The retina reattachment procedure performed last January was not as successful as either I or the doctor had hoped. By the doc’s choice, the silicon oil remains in the vitreous as a pressure regulator to keep the vulnerable retina in place. I’d just as soon have it removed and see how things go on their own and know, ultimately, what I will–or won’t– have to work with going forward.
I do not blame my current retina specialist for the failure. I do blame Michael O’Brien at Koch Eye Associates for using the Cialis-induced vitreous hemorrhage to scare me into having the PRP surgery.
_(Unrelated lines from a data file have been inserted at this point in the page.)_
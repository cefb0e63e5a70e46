//! Integration tests for the scan request approval workflow.
//!
//! Exercises the repository layer against a real database:
//! - Pending listing joined with the owner's email and plan
//! - Approve / reject transitions and their terminal nature
//! - Transactional approval writing request status and findings together
//! - Scan result array ordering
//! - Plan-limited creation

use assert_matches::assert_matches;
use guardian_db::models::quota::QuotaInsert;
use guardian_db::models::scan_request::CreateScanRequest;
use guardian_db::models::scan_result::CreateScanResult;
use guardian_db::models::user::CreateUser;
use guardian_db::repositories::{ScanRequestRepo, ScanResultRepo, UserRepo};
use sqlx::PgPool;

// ---------------------------------------------------------------------------
// Helpers
// ---------------------------------------------------------------------------

fn new_user(email: &str, plan: &str) -> CreateUser {
    CreateUser {
        email: email.to_string(),
        first_name: "Test".to_string(),
        last_name: "User".to_string(),
        avatar: None,
        plan: plan.to_string(),
    }
}

fn new_request(user_id: i64, platform: &str) -> CreateScanRequest {
    CreateScanRequest {
        user_id,
        url: format!("https://example.com/{platform}/original"),
        content_type: "Video".to_string(),
        description: Some("My channel intro".to_string()),
        platforms: vec![platform.to_string()],
        purposes: vec!["Monitoring".to_string()],
        priority: "High".to_string(),
    }
}

fn findings(scan_request_id: i64, result: &str) -> CreateScanResult {
    CreateScanResult {
        scan_request_id,
        result: result.to_string(),
        score: Some("85/100".to_string()),
        detection_type: Some("Exact copy".to_string()),
        platform: Some("YouTube".to_string()),
        source_url: Some("https://youtube.com/watch?v=copy".to_string()),
        multiple_sources: vec![],
        image_urls: vec![],
    }
}

async fn result_count(pool: &PgPool, scan_request_id: i64) -> i64 {
    let row: (i64,) = sqlx::query_as("SELECT COUNT(*) FROM scan_results WHERE scan_request_id = $1")
        .bind(scan_request_id)
        .fetch_one(pool)
        .await
        .unwrap();
    row.0
}

// ---------------------------------------------------------------------------
// Listing
// ---------------------------------------------------------------------------

#[sqlx::test(migrations = "../../db/migrations")]
async fn test_new_request_defaults_to_pending(pool: PgPool) {
    let user = UserRepo::create(&pool, &new_user("a@x.com", "Free")).await.unwrap();
    let req = ScanRequestRepo::create(&pool, &new_request(user.id, "YouTube"))
        .await
        .unwrap();

    assert_eq!(req.status, "pending");
    assert_eq!(req.notes, None);
    assert_eq!(req.platforms, vec!["YouTube"]);
}

#[sqlx::test(migrations = "../../db/migrations")]
async fn test_list_pending_joins_owner_email_and_plan(pool: PgPool) {
    let alice = UserRepo::create(&pool, &new_user("alice@x.com", "Pro")).await.unwrap();
    let bob = UserRepo::create(&pool, &new_user("bob@x.com", "Enterprise")).await.unwrap();

    let a = ScanRequestRepo::create(&pool, &new_request(alice.id, "YouTube")).await.unwrap();
    let b = ScanRequestRepo::create(&pool, &new_request(bob.id, "TikTok")).await.unwrap();

    let pending = ScanRequestRepo::list_pending(&pool).await.unwrap();
    assert_eq!(pending.len(), 2);

    assert_eq!(pending[0].id, a.id);
    assert_eq!(pending[0].user_email, "alice@x.com");
    assert_eq!(pending[0].plan, "Pro");

    assert_eq!(pending[1].id, b.id);
    assert_eq!(pending[1].user_email, "bob@x.com");
    assert_eq!(pending[1].plan, "Enterprise");
}

#[sqlx::test(migrations = "../../db/migrations")]
async fn test_list_pending_excludes_decided_requests(pool: PgPool) {
    let user = UserRepo::create(&pool, &new_user("a@x.com", "Free")).await.unwrap();
    let approved = ScanRequestRepo::create(&pool, &new_request(user.id, "YouTube")).await.unwrap();
    let rejected = ScanRequestRepo::create(&pool, &new_request(user.id, "Instagram")).await.unwrap();
    let open = ScanRequestRepo::create(&pool, &new_request(user.id, "Reddit")).await.unwrap();

    ScanRequestRepo::update_status(&pool, approved.id, "approved", None).await.unwrap();
    ScanRequestRepo::update_status(&pool, rejected.id, "rejected", None).await.unwrap();

    let pending = ScanRequestRepo::list_pending(&pool).await.unwrap();
    let ids: Vec<i64> = pending.iter().map(|p| p.id).collect();
    assert_eq!(ids, vec![open.id]);
}

// ---------------------------------------------------------------------------
// Transitions
// ---------------------------------------------------------------------------

#[sqlx::test(migrations = "../../db/migrations")]
async fn test_update_status_sets_notes_for_target_only(pool: PgPool) {
    let user = UserRepo::create(&pool, &new_user("a@x.com", "Free")).await.unwrap();
    let target = ScanRequestRepo::create(&pool, &new_request(user.id, "YouTube")).await.unwrap();
    let other = ScanRequestRepo::create(&pool, &new_request(user.id, "TikTok")).await.unwrap();

    let updated = ScanRequestRepo::update_status(&pool, target.id, "approved", Some("verified"))
        .await
        .unwrap()
        .expect("pending request should be updated");
    assert_eq!(updated.status, "approved");
    assert_eq!(updated.notes.as_deref(), Some("verified"));
    assert!(
        updated.updated_at > target.updated_at,
        "set_updated_at trigger should refresh updated_at"
    );

    let untouched = ScanRequestRepo::find_by_id(&pool, other.id).await.unwrap().unwrap();
    assert_eq!(untouched.status, "pending");
    assert_eq!(untouched.notes, None);
}

#[sqlx::test(migrations = "../../db/migrations")]
async fn test_decided_request_cannot_transition_again(pool: PgPool) {
    let user = UserRepo::create(&pool, &new_user("a@x.com", "Free")).await.unwrap();
    let req = ScanRequestRepo::create(&pool, &new_request(user.id, "YouTube")).await.unwrap();

    ScanRequestRepo::update_status(&pool, req.id, "rejected", Some("not ours"))
        .await
        .unwrap()
        .unwrap();

    let second = ScanRequestRepo::update_status(&pool, req.id, "approved", None)
        .await
        .unwrap();
    assert!(second.is_none(), "rejected is terminal");

    let back = ScanRequestRepo::update_status(&pool, req.id, "pending", None)
        .await
        .unwrap();
    assert!(back.is_none(), "no transition back to pending");

    let row = ScanRequestRepo::find_by_id(&pool, req.id).await.unwrap().unwrap();
    assert_eq!(row.status, "rejected");
    assert_eq!(row.notes.as_deref(), Some("not ours"));
}

#[sqlx::test(migrations = "../../db/migrations")]
async fn test_update_status_unknown_id_returns_none(pool: PgPool) {
    let result = ScanRequestRepo::update_status(&pool, 999_999, "approved", None)
        .await
        .unwrap();
    assert!(result.is_none());
}

#[sqlx::test(migrations = "../../db/migrations")]
async fn test_reject_never_inserts_result(pool: PgPool) {
    let user = UserRepo::create(&pool, &new_user("a@x.com", "Free")).await.unwrap();
    let req = ScanRequestRepo::create(&pool, &new_request(user.id, "YouTube")).await.unwrap();

    ScanRequestRepo::update_status(&pool, req.id, "rejected", None).await.unwrap();

    assert_eq!(result_count(&pool, req.id).await, 0);
}

// ---------------------------------------------------------------------------
// Transactional approval
// ---------------------------------------------------------------------------

#[sqlx::test(migrations = "../../db/migrations")]
async fn test_approve_with_result_writes_both(pool: PgPool) {
    let user = UserRepo::create(&pool, &new_user("a@x.com", "Pro")).await.unwrap();
    let req = ScanRequestRepo::create(&pool, &new_request(user.id, "YouTube")).await.unwrap();

    let approval = ScanRequestRepo::approve_with_result(
        &pool,
        req.id,
        Some("confirmed"),
        &findings(req.id, "match found"),
    )
    .await
    .unwrap()
    .expect("pending request should be approved");

    assert_eq!(approval.request.status, "approved");
    assert_eq!(approval.request.notes.as_deref(), Some("confirmed"));
    assert_eq!(approval.result.scan_request_id, req.id);
    assert_eq!(approval.result.result, "match found");
    assert_eq!(approval.result.score.as_deref(), Some("85/100"));

    assert_eq!(result_count(&pool, req.id).await, 1);
    assert!(ScanRequestRepo::list_pending(&pool).await.unwrap().is_empty());
}

#[sqlx::test(migrations = "../../db/migrations")]
async fn test_approve_uses_path_id_over_payload_id(pool: PgPool) {
    let user = UserRepo::create(&pool, &new_user("a@x.com", "Pro")).await.unwrap();
    let req = ScanRequestRepo::create(&pool, &new_request(user.id, "YouTube")).await.unwrap();

    let approval = ScanRequestRepo::approve_with_result(&pool, req.id, None, &findings(0, "hit"))
        .await
        .unwrap()
        .unwrap();
    assert_eq!(approval.result.scan_request_id, req.id);
}

#[sqlx::test(migrations = "../../db/migrations")]
async fn test_approve_decided_request_writes_nothing(pool: PgPool) {
    let user = UserRepo::create(&pool, &new_user("a@x.com", "Pro")).await.unwrap();
    let req = ScanRequestRepo::create(&pool, &new_request(user.id, "YouTube")).await.unwrap();
    ScanRequestRepo::update_status(&pool, req.id, "rejected", None).await.unwrap();

    let outcome =
        ScanRequestRepo::approve_with_result(&pool, req.id, None, &findings(req.id, "late"))
            .await
            .unwrap();

    assert!(outcome.is_none());
    assert_eq!(result_count(&pool, req.id).await, 0);
    let row = ScanRequestRepo::find_by_id(&pool, req.id).await.unwrap().unwrap();
    assert_eq!(row.status, "rejected");
}

#[sqlx::test(migrations = "../../db/migrations")]
async fn test_failed_result_insert_rolls_back_approval(pool: PgPool) {
    let user = UserRepo::create(&pool, &new_user("a@x.com", "Pro")).await.unwrap();
    let req = ScanRequestRepo::create(&pool, &new_request(user.id, "YouTube")).await.unwrap();

    // PostgreSQL rejects NUL bytes in TEXT, so the insert fails after the
    // status update has already run inside the transaction.
    let outcome = ScanRequestRepo::approve_with_result(
        &pool,
        req.id,
        Some("confirmed"),
        &findings(req.id, "match\0found"),
    )
    .await;
    assert!(outcome.is_err(), "insert with a NUL byte should fail");

    let row = ScanRequestRepo::find_by_id(&pool, req.id).await.unwrap().unwrap();
    assert_eq!(row.status, "pending");
    assert_eq!(row.notes, None);
    assert_eq!(result_count(&pool, req.id).await, 0);
}

// ---------------------------------------------------------------------------
// Scan results
// ---------------------------------------------------------------------------

#[sqlx::test(migrations = "../../db/migrations")]
async fn test_submit_result_preserves_array_order(pool: PgPool) {
    let user = UserRepo::create(&pool, &new_user("a@x.com", "Pro")).await.unwrap();
    let req = ScanRequestRepo::create(&pool, &new_request(user.id, "YouTube")).await.unwrap();

    let sources = vec![
        "https://yt/3".to_string(),
        "https://yt/1".to_string(),
        "https://yt/2".to_string(),
    ];
    let images = vec!["https://img/3.png".to_string(), "https://img/1.png".to_string()];

    let mut input = findings(req.id, "three copies");
    input.multiple_sources = sources.clone();
    input.image_urls = images.clone();

    let created = ScanResultRepo::create(&pool, &input).await.unwrap();
    assert_eq!(created.multiple_sources, sources);
    assert_eq!(created.image_urls, images);

    let listed = ScanResultRepo::list_for_request(&pool, req.id).await.unwrap();
    assert_eq!(listed.len(), 1);
    assert_eq!(listed[0].multiple_sources.len(), 3);
    assert_eq!(listed[0].image_urls.len(), 2);
    assert_eq!(listed[0].multiple_sources, sources);
}

#[sqlx::test(migrations = "../../db/migrations")]
async fn test_submit_result_accepts_empty_fields(pool: PgPool) {
    let user = UserRepo::create(&pool, &new_user("a@x.com", "Pro")).await.unwrap();
    let req = ScanRequestRepo::create(&pool, &new_request(user.id, "YouTube")).await.unwrap();

    let input = CreateScanResult {
        scan_request_id: req.id,
        result: String::new(),
        score: None,
        detection_type: None,
        platform: None,
        source_url: None,
        multiple_sources: vec![],
        image_urls: vec![],
    };
    let created = ScanResultRepo::create(&pool, &input).await.unwrap();
    assert_eq!(created.result, "");
    assert!(created.multiple_sources.is_empty());
    assert!(created.image_urls.is_empty());

    // Submitting findings alone does not decide the request.
    let row = ScanRequestRepo::find_by_id(&pool, req.id).await.unwrap().unwrap();
    assert_eq!(row.status, "pending");
}

#[sqlx::test(migrations = "../../db/migrations")]
async fn test_result_for_unknown_request_is_fk_violation(pool: PgPool) {
    let err = ScanResultRepo::create(&pool, &findings(424_242, "orphan"))
        .await
        .unwrap_err();
    let db_err = err.as_database_error().expect("database error");
    assert_eq!(db_err.code().as_deref(), Some("23503"));
}

// ---------------------------------------------------------------------------
// Plan-limited creation
// ---------------------------------------------------------------------------

#[sqlx::test(migrations = "../../db/migrations")]
async fn test_create_within_plan_stops_at_limit(pool: PgPool) {
    let user = UserRepo::create(&pool, &new_user("cap@example.com", "Free")).await.unwrap();

    for _ in 0..5 {
        let outcome = ScanRequestRepo::create_within_plan(&pool, &new_request(user.id, "YouTube"))
            .await
            .unwrap();
        assert_matches!(outcome, QuotaInsert::Created(req) if req.user_id == user.id);
    }

    let outcome = ScanRequestRepo::create_within_plan(&pool, &new_request(user.id, "YouTube"))
        .await
        .unwrap();
    assert_matches!(outcome, QuotaInsert::LimitReached { used: 5, limit: 5 });
    assert_eq!(ScanRequestRepo::count_for_user(&pool, user.id).await.unwrap(), 5);
}

#[sqlx::test(migrations = "../../db/migrations")]
async fn test_create_within_plan_unlimited_and_unknown_owner(pool: PgPool) {
    let user = UserRepo::create(&pool, &new_user("ent@example.com", "Enterprise"))
        .await
        .unwrap();
    for _ in 0..60 {
        let outcome = ScanRequestRepo::create_within_plan(&pool, &new_request(user.id, "TikTok"))
            .await
            .unwrap();
        assert_matches!(outcome, QuotaInsert::Created(_));
    }

    let outcome = ScanRequestRepo::create_within_plan(&pool, &new_request(999_999, "TikTok"))
        .await
        .unwrap();
    assert_matches!(outcome, QuotaInsert::OwnerNotFound);
}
O’Brien ignored that I told him, that other doctors had found it acceptable and successful to monitor the left eye retina closely but not go forward with PRP because the retina was entirely stable. O’Brien had tantalized the possibility that the vitreous hemorrhage was not from the Cialis. Time proved me right but there’s no consolation in that. If I had not done the PRP, the hemorrhage would have healed and I wouldn’t still be legally blind and losing more regularly.
Before the reattachment, things were going darker for me. The changes would be random setbacks as floaters dislodged. The aspect of the reattachment that required the vitreous to be drained solved that.
The current setbacks are not random. My experience and attention to the problem reinforces my "crazy" theory that the standard treatment of diabetic eyes is contributing to the problem. Instead of going dark, I am having increasing problems processing light. Twilight for me is more akin to what nighttime used to be. My eyes cannot seem to spread light particles to cover areas. I see light sources as glaring beacons that add no atmospheric light.
I am blinded in daylight for the opposite effect. Too much light is just too much, too bright, blinding. Concentration on the keyboard allow me to see the marks on the keys, but looking to the TV I use as a huge monitor washes out all else and looking back to the keys is all but impossible. (I type in a half-ass mix of "proper" typing and hunt and peck that gives me a respectable but far from professional word rate. I had started fiction writing–and typing–before high school and had never been able to "unlearn" my personal progress to make better long-term progress in Mrs. Sprague’s freshman year typing class.)
Instead of seeing everything going dark, everything is washing out. Direction, intensity and sources of light have a huge impact on what and when I can see, more than ever.
The degradation is not random, nor constant, but does not improve after a while.